Mrs. Steig’s arms drop. “I’ve not heard of her. She was more prolific than Shakespeare?”

“No, he was dead by the time she came up,” I say. “But she wrote a lot and made good money for it. She was a legit full-time writer, which is not what you think when you imagine guys in tights and long curly wigs.” The Restoration is one of my favorite time periods. You’d think everyone was all prim and chaste, but they were anything but. “Read her poem ‘The Disappointment’ and tell me if Hester wouldn’t have been one of Aphra’s contemporaries.”

That poem is bold.

A shepherdess is crazy into this shepherd and wants to lose her virginity by banging his brains out. And this poem about a girl wanting to bone sold like hotcakes during the 1600s. It’s kind of nuts.

Mrs. Steig gets her phone out and pulls it up. She swizzles her head and shoulders all cheesy-like, fake stage style, and reads in a booming voice:

“ONE Day the Amorous Lisander, By an impatient Passion sway’d,

Surpris’d fair Cloris, that lov’d Maid, Who cou’d defend her self no longer ;

All things did with his Love conspire,

The gilded Planet of the Day,

In his gay Chariot, drawn by Fire,

Was now descending to the Sea,

And left no Light to guide the World, But what from Cloris’ brighter Eyes was hurl’d.

In a lone Thicket, made for Love, Silent as yielding Maids Consent,

She with a charming Languishment

Permits his force, yet gently strove ?

Her Hands his Bosom softly meet….”



Mrs. Steig stops. She reads far ahead, eyes widening, and puts her phone back in her bag. “Oh my, we can’t read this in class.” Now everyone’s all writing the name of the poem for later. I grin to myself. If there’s one charming thing passed down through time, it’s that humans are all a bunch of horny nerds who can’t wait to talk about it.

Wait until they get to the end. The shepherd dude can’t seal the deal, and the girl—the girl!—has blue balls.

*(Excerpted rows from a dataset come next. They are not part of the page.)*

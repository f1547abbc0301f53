//! Application state shared by all handlers.
//!
//! The pipeline is immutable after construction, so it is shared through a
//! plain `Arc` without any lock.

use std::sync::Arc;

use crate::config::{SamplingParams, ServerConfig};
use crate::llm_provider::{Generator, HttpGenerator, UpstreamError};
use crate::pipeline::AnalysisPipeline;

#[derive(Clone)]
pub struct AppState {
    pub pipeline: Arc<AnalysisPipeline>,
}

impl AppState {
    /// Creates state backed by the HTTP upstream described in `config`.
    pub fn new(config: &ServerConfig) -> Result<Self, UpstreamError> {
        let generator = HttpGenerator::new(config.upstream.clone())?;
        Ok(Self::with_generator(Arc::new(generator), config.sampling))
    }

    /// Creates state around any generator (used by tests with a fake upstream).
    pub fn with_generator(generator: Arc<dyn Generator>, sampling: SamplingParams) -> Self {
        AppState {
            pipeline: Arc::new(AnalysisPipeline::new(generator, sampling)),
        }
    }
}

I didn’t even know that was possible, but turns out I’m about four hundred years behind the times.

“Well, that’s an alley I didn’t anticipate getting clubbed in,” Mrs. Steig says. “Where did you learn about Aphra Behn?”

“A podcast.” And then I found a book of her work at Powell’s and read that too.

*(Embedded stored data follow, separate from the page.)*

//! Upstream generation capability.
//!
//! [`Generator`] is the seam between the pipeline and whatever produces the
//! trace text; [`HttpGenerator`] is the production implementation speaking
//! either the credentialed gateway protocol or an OpenAI-compatible chat
//! API. The raw response body is returned untouched: interpreting it is the
//! normalizer's job.

use async_trait::async_trait;
use dsaviz_core::Prompt;
use serde_json::{json, Value};

use crate::config::{SamplingParams, UpstreamConfig, UpstreamProvider};

/// Transport-level failures reaching the upstream service.
#[derive(Debug, thiserror::Error)]
pub enum UpstreamError {
    /// The request could not be sent or the body could not be read.
    #[error("upstream request failed: {0}")]
    Transport(#[from] reqwest::Error),

    /// The service answered with a non-success status.
    #[error("upstream returned status {status}")]
    Status { status: u16 },
}

/// Produces raw trace text for a prompt.
#[async_trait]
pub trait Generator: Send + Sync {
    async fn generate(
        &self,
        prompt: &Prompt,
        sampling: &SamplingParams,
    ) -> Result<String, UpstreamError>;

    fn provider_name(&self) -> &'static str;
}

/// HTTP client for the configured upstream.
pub struct HttpGenerator {
    client: reqwest::Client,
    config: UpstreamConfig,
}

impl HttpGenerator {
    pub fn new(config: UpstreamConfig) -> Result<Self, UpstreamError> {
        let client = reqwest::Client::builder().timeout(config.timeout).build()?;
        Ok(HttpGenerator { client, config })
    }

    fn endpoint(&self) -> String {
        match self.config.provider {
            UpstreamProvider::Internal => self.config.endpoint_url.clone(),
            UpstreamProvider::OpenAiCompatible => format!(
                "{}/chat/completions",
                self.config.endpoint_url.trim_end_matches('/')
            ),
        }
    }
}

#[async_trait]
impl Generator for HttpGenerator {
    async fn generate(
        &self,
        prompt: &Prompt,
        sampling: &SamplingParams,
    ) -> Result<String, UpstreamError> {
        let body = request_body(&self.config, prompt, sampling);
        let mut req = self
            .client
            .post(self.endpoint())
            .header("Content-Type", "application/json")
            .json(&body);

        if self.config.provider == UpstreamProvider::OpenAiCompatible {
            req = req.header("Authorization", format!("Bearer {}", self.config.api_key));
        }

        let response = req.send().await?;
        let status = response.status();
        let body_text = response.text().await?;

        if !status.is_success() {
            tracing::warn!(status = status.as_u16(), body = %body_text, "upstream rejected request");
            return Err(UpstreamError::Status {
                status: status.as_u16(),
            });
        }

        Ok(body_text)
    }

    fn provider_name(&self) -> &'static str {
        match self.config.provider {
            UpstreamProvider::Internal => "internal",
            UpstreamProvider::OpenAiCompatible => "openai_compatible",
        }
    }
}

fn messages(prompt: &Prompt) -> Value {
    json!([
        { "role": "system", "content": prompt.system_message },
        { "role": "user", "content": prompt.user_message }
    ])
}

/// Builds the JSON request body for the configured provider.
pub fn request_body(config: &UpstreamConfig, prompt: &Prompt, sampling: &SamplingParams) -> Value {
    match config.provider {
        UpstreamProvider::Internal => json!({
            "username": config.username,
            "password": config.password,
            "api": config.api_id,
            "request": {
                "messages": messages(prompt),
                "max_tokens": sampling.max_output_tokens,
                "temperature": sampling.temperature
            },
            "temperature": sampling.temperature
        }),
        UpstreamProvider::OpenAiCompatible => json!({
            "model": config.model,
            "messages": messages(prompt),
            "max_tokens": sampling.max_output_tokens,
            "temperature": sampling.temperature
        }),
    }
}

#[cfg(test)]
mod tests {
    use super::*;
    use std::time::Duration;

    fn upstream(provider: UpstreamProvider) -> UpstreamConfig {
        UpstreamConfig {
            provider,
            endpoint_url: "http://gateway.local/v1/".to_string(),
            username: "svc".to_string(),
            password: "pw".to_string(),
            api_id: Some(7),
            api_key: "sk-test".to_string(),
            model: "gpt-4".to_string(),
            timeout: Duration::from_secs(5),
        }
    }

    fn prompt() -> Prompt {
        dsaviz_core::prompt::build("stack.push(1)", "[1]")
    }

    #[test]
    fn internal_body_wraps_chat_request() {
        let body = request_body(
            &upstream(UpstreamProvider::Internal),
            &prompt(),
            &SamplingParams::default(),
        );

        assert_eq!(body["username"], "svc");
        assert_eq!(body["password"], "pw");
        assert_eq!(body["api"], 7);
        assert_eq!(body["request"]["max_tokens"], 1000);
        assert_eq!(body["request"]["messages"][0]["role"], "system");
        assert_eq!(body["request"]["messages"][1]["role"], "user");
        assert!(body["request"]["messages"][1]["content"]
            .as_str()
            .unwrap()
            .contains("stack.push(1)"));
        assert_eq!(body["temperature"], json!(0.3));
        assert_eq!(body["request"]["temperature"], json!(0.3));
    }

    #[test]
    fn default_temperature_serializes_exactly() {
        let body = request_body(
            &upstream(UpstreamProvider::OpenAiCompatible),
            &prompt(),
            &SamplingParams::default(),
        );
        let wire = serde_json::to_string(&body).unwrap();
        assert!(wire.contains("\"temperature\":0.3"), "wire: {wire}");
        assert!(!wire.contains("0.300"), "wire: {wire}");
    }

    #[test]
    fn internal_body_sends_null_api_when_unset() {
        let mut config = upstream(UpstreamProvider::Internal);
        config.api_id = None;
        let body = request_body(&config, &prompt(), &SamplingParams::default());
        assert!(body["api"].is_null());
    }

    #[test]
    fn openai_body_is_plain_chat_completion() {
        let body = request_body(
            &upstream(UpstreamProvider::OpenAiCompatible),
            &prompt(),
            &SamplingParams {
                max_output_tokens: 500,
                temperature: 0.0,
            },
        );
        assert_eq!(body["model"], "gpt-4");
        assert_eq!(body["max_tokens"], 500);
        assert!(body.get("username").is_none());
        assert_eq!(body["messages"].as_array().unwrap().len(), 2);
    }

    #[test]
    fn endpoints_per_provider() {
        let internal = HttpGenerator::new(upstream(UpstreamProvider::Internal)).unwrap();
        assert_eq!(internal.endpoint(), "http://gateway.local/v1/");
        assert_eq!(internal.provider_name(), "internal");

        let openai = HttpGenerator::new(upstream(UpstreamProvider::OpenAiCompatible)).unwrap();
        assert_eq!(openai.endpoint(), "http://gateway.local/v1/chat/completions");
    }
}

Everyone in class stares at me, but in a good way. They’re floored. This girl Bailey and I have a pissing match over grades, and even she crinkles up her nose with admiration.

“Must’ve been a heck of a podcast,” Mrs. Steig says as the bell rings.

I merge into the flow of traffic in the hall and get carried away to my locker. A note gets dropped in my lap by a cute girl who sprints away so fast, I barely have time to be confused. I think that was JP’s newest girlfriend? It’s so hard to keep them straight. All the note says is Adam Michaels?

Shit. I turn the other direction to find the wing where the seniors have their lockers. Everyone in the whole school can’t wait until they have the senior wing’s because their lockers are painted glossy black and left in the far back of the school where nobody bothers them. I find Adam Michaels crouching in a ball on the linoleum floor and cramming last-minute this and that into his messenger bag.

He peeks at my wheels. “You owe JP,” I say, dropping my voice and giving him a long, hard stare.

“So?” Adam Michaels stands up, and all six feet, two hundred whatever pounds of him looms over me. Well, this has never happened before. How curious. Today of all days, I have to be in this chair?

I stand up and now I’m the one looking down at him. Two can play at this game.

Adam Michaels gathers up the last of his things and zips out of reach on a pair of fleet feet. Frigging Mercury over here. “What’s a cripple like you gonna do about it?” he says, leaving me in the hallway like a skid mark on a fresh pair of tighty-whiteys.

“Shit,” I mutter to myself. Stupid chair. Stupid JP.

I’m not chasing after him, the hell with that.

I sit back down with a plop and hope no one saw. Then it’s like…Dammit. Now I feel obligated to beat the ever-loving shit out of him just to keep my edge.

Had a similar incident last year, but it didn’t end well for that guy. There was this junior who wanted a sweet set of rims that looked like razor wire for his Toyota Camry, but he didn’t want to wait until Christmas (because let’s be honest, Jesus, Santa, and the Easter Bunny would laugh their asses off with that one). So JP gave him the money. Unfortunately, the guy thought he could blow off repaying some scrawny freshman with a dewy pout and a fat wallet. I proved that junior wrong.